HERMOSA BEACH — No. 19 overall pick Jared Verse, a member of the Los Angeles Rams for less than 24 hours, had just arrived at his hotel near the team’s draft house on Friday afternoon when he got an urgent message from a team employee: We have to get to the house!

The Rams, who had been working the phones all morning to try to trade up from their 52nd pick, had just agreed to terms with the Carolina Panthers to get up to No. 39. And their target was defensive lineman Braden Fiske, who played alongside Verse at Florida State.

Could Verse and his parents get to the draft house in time to call Fiske? It took a race through local traffic and a literal sprint up the winding three-story staircase to the war room to do it, but when Fiske picked up his phone, he heard his former (and current) teammate.

“They said, ‘You want to meet your new teammate?’” said Verse, laughing as he recounted the story on Friday afternoon.

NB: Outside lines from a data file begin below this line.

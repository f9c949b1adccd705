//! Result and error types for uiverify.

use serde::{Deserialize, Serialize};
use std::fmt;
use thiserror::Error;

/// Result type for uiverify operations
pub type VerifyResult<T> = Result<T, VerifyError>;

/// Category of a run failure, as surfaced in reports.
#[derive(Debug, Clone, Copy, PartialEq, Eq, Hash, Serialize, Deserialize)]
#[serde(rename_all = "kebab-case")]
pub enum FailureKind {
    /// Browser could not be launched or a page could not be opened
    SessionAcquisitionFailure,
    /// Fixture could not be serialized or written to storage
    SeedInjectionFailure,
    /// Navigation to (or reload of) the target application failed
    NavigationFailure,
    /// A `click` target never resolved within its timeout
    ElementNotFound,
    /// An `assert-visible` target never became visible within its timeout
    AssertionTimeout,
    /// A screenshot could not be taken or written
    CaptureFailure,
}

impl FailureKind {
    /// Stable name used in logs and text output
    #[must_use]
    pub const fn as_str(&self) -> &'static str {
        match self {
            Self::SessionAcquisitionFailure => "SessionAcquisitionFailure",
            Self::SeedInjectionFailure => "SeedInjectionFailure",
            Self::NavigationFailure => "NavigationFailure",
            Self::ElementNotFound => "ElementNotFound",
            Self::AssertionTimeout => "AssertionTimeout",
            Self::CaptureFailure => "CaptureFailure",
        }
    }
}

impl fmt::Display for FailureKind {
    fn fmt(&self, f: &mut fmt::Formatter<'_>) -> fmt::Result {
        f.write_str(self.as_str())
    }
}

/// Errors that can occur while verifying a UI scenario
#[derive(Debug, Error)]
pub enum VerifyError {
    /// Browser launch or page creation failed
    #[error("Failed to acquire browser session: {message}")]
    SessionAcquisition {
        /// Error message
        message: String,
    },

    /// Fixture could not be written into persisted storage
    #[error("Fixture injection failed: {message}")]
    SeedInjection {
        /// Error message
        message: String,
    },

    /// Navigation error
    #[error("Navigation to {url} failed: {message}")]
    Navigation {
        /// URL that failed
        url: String,
        /// Error message
        message: String,
    },

    /// Click target did not resolve
    #[error("Element {selector} not found within {timeout_ms}ms: {message}")]
    ElementNotFound {
        /// Selector that failed to resolve
        selector: String,
        /// Timeout in milliseconds
        timeout_ms: u64,
        /// Error message
        message: String,
    },

    /// Visibility assertion timed out
    #[error("Element {selector} not visible after {timeout_ms}ms: {message}")]
    AssertionTimeout {
        /// Selector that was asserted
        selector: String,
        /// Timeout in milliseconds
        timeout_ms: u64,
        /// Error message
        message: String,
    },

    /// Screenshot error
    #[error("Screenshot failed: {message}")]
    Capture {
        /// Error message
        message: String,
    },

    /// Low-level browser protocol error
    #[error("Browser protocol error: {message}")]
    Browser {
        /// Error message
        message: String,
    },

    /// Invalid run configuration
    #[error("Configuration error: {message}")]
    Config {
        /// Error message
        message: String,
    },

    /// Scenario or fixture file could not be parsed
    #[error("Invalid scenario: {message}")]
    Scenario {
        /// Error message
        message: String,
    },

    /// I/O error
    #[error("I/O error: {0}")]
    Io(#[from] std::io::Error),

    /// JSON error
    #[error("JSON error: {0}")]
    Json(#[from] serde_json::Error),
}

impl VerifyError {
    /// Create a session acquisition error
    #[must_use]
    pub fn session(message: impl fmt::Display) -> Self {
        Self::SessionAcquisition {
            message: message.to_string(),
        }
    }

    /// Create a seed injection error
    #[must_use]
    pub fn seed(message: impl fmt::Display) -> Self {
        Self::SeedInjection {
            message: message.to_string(),
        }
    }

    /// Create a navigation error
    #[must_use]
    pub fn navigation(url: impl Into<String>, message: impl fmt::Display) -> Self {
        Self::Navigation {
            url: url.into(),
            message: message.to_string(),
        }
    }

    /// Create a capture error
    #[must_use]
    pub fn capture(message: impl fmt::Display) -> Self {
        Self::Capture {
            message: message.to_string(),
        }
    }

    /// Create a browser protocol error
    #[must_use]
    pub fn browser(message: impl fmt::Display) -> Self {
        Self::Browser {
            message: message.to_string(),
        }
    }

    /// Create a configuration error
    #[must_use]
    pub fn config(message: impl fmt::Display) -> Self {
        Self::Config {
            message: message.to_string(),
        }
    }

    /// Create a scenario parse error
    #[must_use]
    pub fn scenario(message: impl fmt::Display) -> Self {
        Self::Scenario {
            message: message.to_string(),
        }
    }

    /// Failure kind reported for this error, if it belongs to the run taxonomy
    #[must_use]
    pub const fn kind(&self) -> Option<FailureKind> {
        match self {
            Self::SessionAcquisition { .. } => Some(FailureKind::SessionAcquisitionFailure),
            Self::SeedInjection { .. } => Some(FailureKind::SeedInjectionFailure),
            Self::Navigation { .. } => Some(FailureKind::NavigationFailure),
            Self::ElementNotFound { .. } => Some(FailureKind::ElementNotFound),
            Self::AssertionTimeout { .. } => Some(FailureKind::AssertionTimeout),
            Self::Capture { .. } => Some(FailureKind::CaptureFailure),
            Self::Browser { .. }
            | Self::Config { .. }
            | Self::Scenario { .. }
            | Self::Io(_)
            | Self::Json(_) => None,
        }
    }
}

“I’m like, ‘Oh, who is it?’”

“‘Fiske!’”

Verse had to check to make sure.

“‘Fiske, is that you?’ … We just keep talking! You could hear how much it meant to him in that moment, to be a part of it,” Verse said. “Even just getting drafted, but (also) me being (a part of it), one of my close friends. Someone I’ve grown a relationship with not just on the football field but as a person, someone who I just hang around. … Having him be out here with me, me being out here with him — it’s just out of this world.”


Braden Fiske started his career at Western Michigan before playing one season at Florida State. (Kirby Lee / USA Today)

At face value, the trade terms to get Fiske at No. 39 look steep. The Rams sent No. 52 (their original second-rounder), No. 155 and a future second-round pick to Carolina.

But multiple team sources — including earlier in the day, before the second round began — identified Fiske as the Rams’ top target heading into Day 2. The Rams already knew they would not get any of their top-ranked players without making a trade to a higher pick. An early run on defensive linemen increased the urgency to get to Fiske and likely increased the trade terms.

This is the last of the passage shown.